Caros leitores,
Naquele sábado {27 de maio} daquele fatídico ano de 1989 eu cheguei à praia atrasado, era uma hora da tarde. Estava “mariado”, a noite de sexta-feira foi “a noitada!”. Ahhhh naquela Salvador a noite acontecia no (até hoje!) insuperável Casquinha de Siri; quem viveu gostou e quem não viveu perdeu. Sempre reservava a mesa na segunda fila próxima ao palco, de onde pontualmente a meia-noite eu assistia a banda baile Santa Rosa começar seu show, os caras arrasavam, tocava de tudo, era festa garantida. Todas às vezes eu mandava um gordo couvert artístico e pedia música; pois, neste dia, a charmosa cantora abriu o show com o meu pedido (Clara Nunes – Menino Deus) e ainda me mandou um abraço! Samba difícil de cantar e necessitado de excelente backing vocal; ficou nas minhas boas recordações. E assim meio passado, cantarolando “raiou, resplandeceu, iluminou” fui tomando água de côco quando do nada a casa caiu pra todo mundo, a nova namorada de Velhão voltou do banho de mar e seu biquíni branco estava transparente… imagine o climão no clube das luluzinhas!
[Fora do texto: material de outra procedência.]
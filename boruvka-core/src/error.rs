//! Error types for graph construction and partition seeding.
//!
//! The Borůvka engine itself is infallible over a validated [`crate::Graph`];
//! every malformed input is rejected while the graph is being built. The only
//! run-time check is that a seeded partition matches the graph's size.

use std::fmt;

use thiserror::Error;

macro_rules! define_error_codes {
    (
        $(#[$enum_meta:meta])*
        enum $CodeTy:ident for $ErrTy:ident {
            $(
                $(#[$variant_meta:meta])*
                $CodeVariant:ident => $ErrVariant:ident $( { $($pattern:tt)* } )? => $code:expr
            ),+ $(,)?
        }
    ) => {
        $(#[$enum_meta])*
        #[derive(Clone, Copy, Debug, Eq, Hash, PartialEq)]
        #[non_exhaustive]
        pub enum $CodeTy {
            $(
                $(#[$variant_meta])*
                $CodeVariant,
            )+
        }

        impl $CodeTy {
            /// Return the stable machine-readable representation of this error code.
            pub const fn as_str(self) -> &'static str {
                match self {
                    $(Self::$CodeVariant => $code,)+
                }
            }
        }

        impl fmt::Display for $CodeTy {
            fn fmt(&self, f: &mut fmt::Formatter<'_>) -> fmt::Result {
                f.write_str(self.as_str())
            }
        }

        impl $ErrTy {
            #[doc = concat!(
                "Retrieve the stable [`",
                stringify!($CodeTy),
                "`] for this error."
            )]
            pub const fn code(&self) -> $CodeTy {
                match self {
                    $(Self::$ErrVariant $( { $($pattern)* } )? => $CodeTy::$CodeVariant,)+
                }
            }
        }
    };
}

/// An error produced while adding edges to a [`crate::Graph`].
#[non_exhaustive]
#[derive(Clone, Debug, Eq, Error, PartialEq)]
pub enum GraphError {
    /// An edge referenced a vertex id that is not present in the graph.
    #[error("edge references vertex {vertex}, but vertex_count is {vertex_count}")]
    VertexOutOfRange {
        /// The invalid vertex id referenced by the edge.
        vertex: usize,
        /// The number of vertices in the graph.
        vertex_count: usize,
    },
    /// An edge connected a vertex to itself.
    #[error("edge ({vertex}, {vertex}) is a self-loop")]
    SelfLoop {
        /// The vertex used for both endpoints.
        vertex: usize,
    },
    /// An edge carried a NaN or infinite weight.
    #[error("edge ({left}, {right}) has non-finite weight")]
    NonFiniteWeight {
        /// The first endpoint id (as provided).
        left: usize,
        /// The second endpoint id (as provided).
        right: usize,
    },
    /// A caller-supplied partition tracked a different number of vertices.
    #[error("partition tracks {len} vertices, but vertex_count is {vertex_count}")]
    ComponentsMismatch {
        /// Vertices tracked by the partition.
        len: usize,
        /// The number of vertices in the graph.
        vertex_count: usize,
    },
}

define_error_codes! {
    /// Stable codes describing [`GraphError`] variants.
    enum GraphErrorCode for GraphError {
        /// An edge referenced a vertex id that is not present in the graph.
        VertexOutOfRange => VertexOutOfRange { .. } => "GRAPH_VERTEX_OUT_OF_RANGE",
        /// An edge connected a vertex to itself.
        SelfLoop => SelfLoop { .. } => "GRAPH_SELF_LOOP",
        /// An edge carried a NaN or infinite weight.
        NonFiniteWeight => NonFiniteWeight { .. } => "GRAPH_NON_FINITE_WEIGHT",
        /// A caller-supplied partition did not match the graph.
        ComponentsMismatch => ComponentsMismatch { .. } => "GRAPH_COMPONENTS_MISMATCH",
    }
}

/// Convenient alias for results returned by the graph construction API.
pub type Result<T> = core::result::Result<T, GraphError>;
Nada abalava Velhão, estava radiante e queria me convencer a só viajar para a fazenda após o dia dos namorados; contava casos e mais casos; do toca-fitas de seu indefectível Del Rey, como sempre, e invariavelmente, vinha à voz de Júlio Iglesias quando arrematou “passaremos em Itabuna, pode deixar, vou conversar com o presidente do CNPC1; tudo vai dar certo”. Daí começou a convidar um a um para passar uma semana em Caldas do Jorro, claro que todos declinaram; aquele biquíni transparente terminou em cultura, deu o que falar!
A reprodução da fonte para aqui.